Now that you understand what misclassification is and why it is so common in the beauty industry, the next step is learning how to recognize the signs in your own situation. Most beauty professionals assume that if every salon in their town operates the same way, it must be legitimate. Many do not realize that the IRS evaluates worker classification based on control, not industry tradition or job titles.

This section will help you understand the signs in simple, real-world language.


How To Read These Signs

Not all of these signs need to apply for misclassification to occur. The IRS does not use a strict checklist. Instead, it evaluates the overall pattern of the relationship. One strong sign of behavioral control, financial control, or relationship control can indicate that a worker is functioning as an employee. The more signs you recognize, the clearer the picture becomes.


1. Behavioral Control

Behavioral control describes how the work is performed day to day.
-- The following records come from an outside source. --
//! Platform traits.

use crate::HistoryCursor;
use async_trait::async_trait;
use chrono::{DateTime, Utc};
use foodbot_core::{ChannelId, ChannelInfo, GuildEmoji, GuildId, HistoryMessage, MessageId};
use foodbot_error::PlatformResult;

/// Paged, backward read access to channel history.
///
/// Each call is a suspension point of a history scan.
#[async_trait]
pub trait MessageHistory: Send + Sync {
    /// Fetch one page of messages strictly older than `before` and strictly
    /// newer than `after`, newest first.
    ///
    /// Page size is up to the implementation. An empty page means there is
    /// no more history inside the bounds.
    ///
    /// # Errors
    ///
    /// Returns [`PlatformErrorKind::Forbidden`](foodbot_error::PlatformErrorKind::Forbidden)
    /// when the bot may not read the channel, other kinds for API failures.
    async fn history_page(
        &self,
        channel: ChannelId,
        before: HistoryCursor,
        after: DateTime<Utc>,
    ) -> PlatformResult<Vec<HistoryMessage>>;
}

/// Everything the actions need from a chat platform.
#[async_trait]
pub trait ChatPlatform: MessageHistory {
    /// Platform name (e.g., "discord").
    fn platform_name(&self) -> &str;

    /// Every custom emoji of the guild, animated ones included.
    async fn guild_emojis(&self, guild: GuildId) -> PlatformResult<Vec<GuildEmoji>>;

    /// Every channel of the guild, all kinds.
    async fn guild_channels(&self, guild: GuildId) -> PlatformResult<Vec<ChannelInfo>>;

    /// Post a text message and return its id.
    async fn send_message(&self, channel: ChannelId, content: &str) -> PlatformResult<MessageId>;

    /// Replace the text of a message the bot posted earlier.
    async fn edit_message(
        &self,
        channel: ChannelId,
        message: MessageId,
        content: &str,
    ) -> PlatformResult<()>;
}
You may be functioning as an employee if the salon:
• sets your work schedule
• requires specific days or hours
• controls how services are performed
• requires specific products or service protocols
• assigns clients to you
• requires attendance at meetings or trainings
• expects you to follow the salon’s systems or procedures
• evaluates your performance
• requires approval for time off

These expectations are normal for employees in most industries. They are not indicators of independence.

When a salon directs how, when, and in what way your work is done, that is behavioral control.


2. Financial Control

Financial control focuses on how money flows, who is responsible for business operations, and which party carries financial risk.

Ask yourself:

Does the salon process all client payments?
If clients pay the salon and the salon pays you a portion, this structure aligns with employment. Booth renters collect payments directly from clients.

Do you pay rent?
A true booth renter pays a flat rental fee. If you do not, you are not renting space. Commission or percentage splits usually indicate employee relationships.

Can you set your own prices?
If the salon sets or controls the pricing, that is financial control.

Can you offer discounts without permission?
If not, the salon is managing your revenue.

Do you purchase your own tools and supplies?
Employees typically use salon-provided tools. Booth renters purchase their own.

Does the salon require you to use their booking system?
Booth renters manage their own booking and scheduling. Required use of the salon’s system often indicates employment.

When the salon controls financial decisions, this points toward employee classification.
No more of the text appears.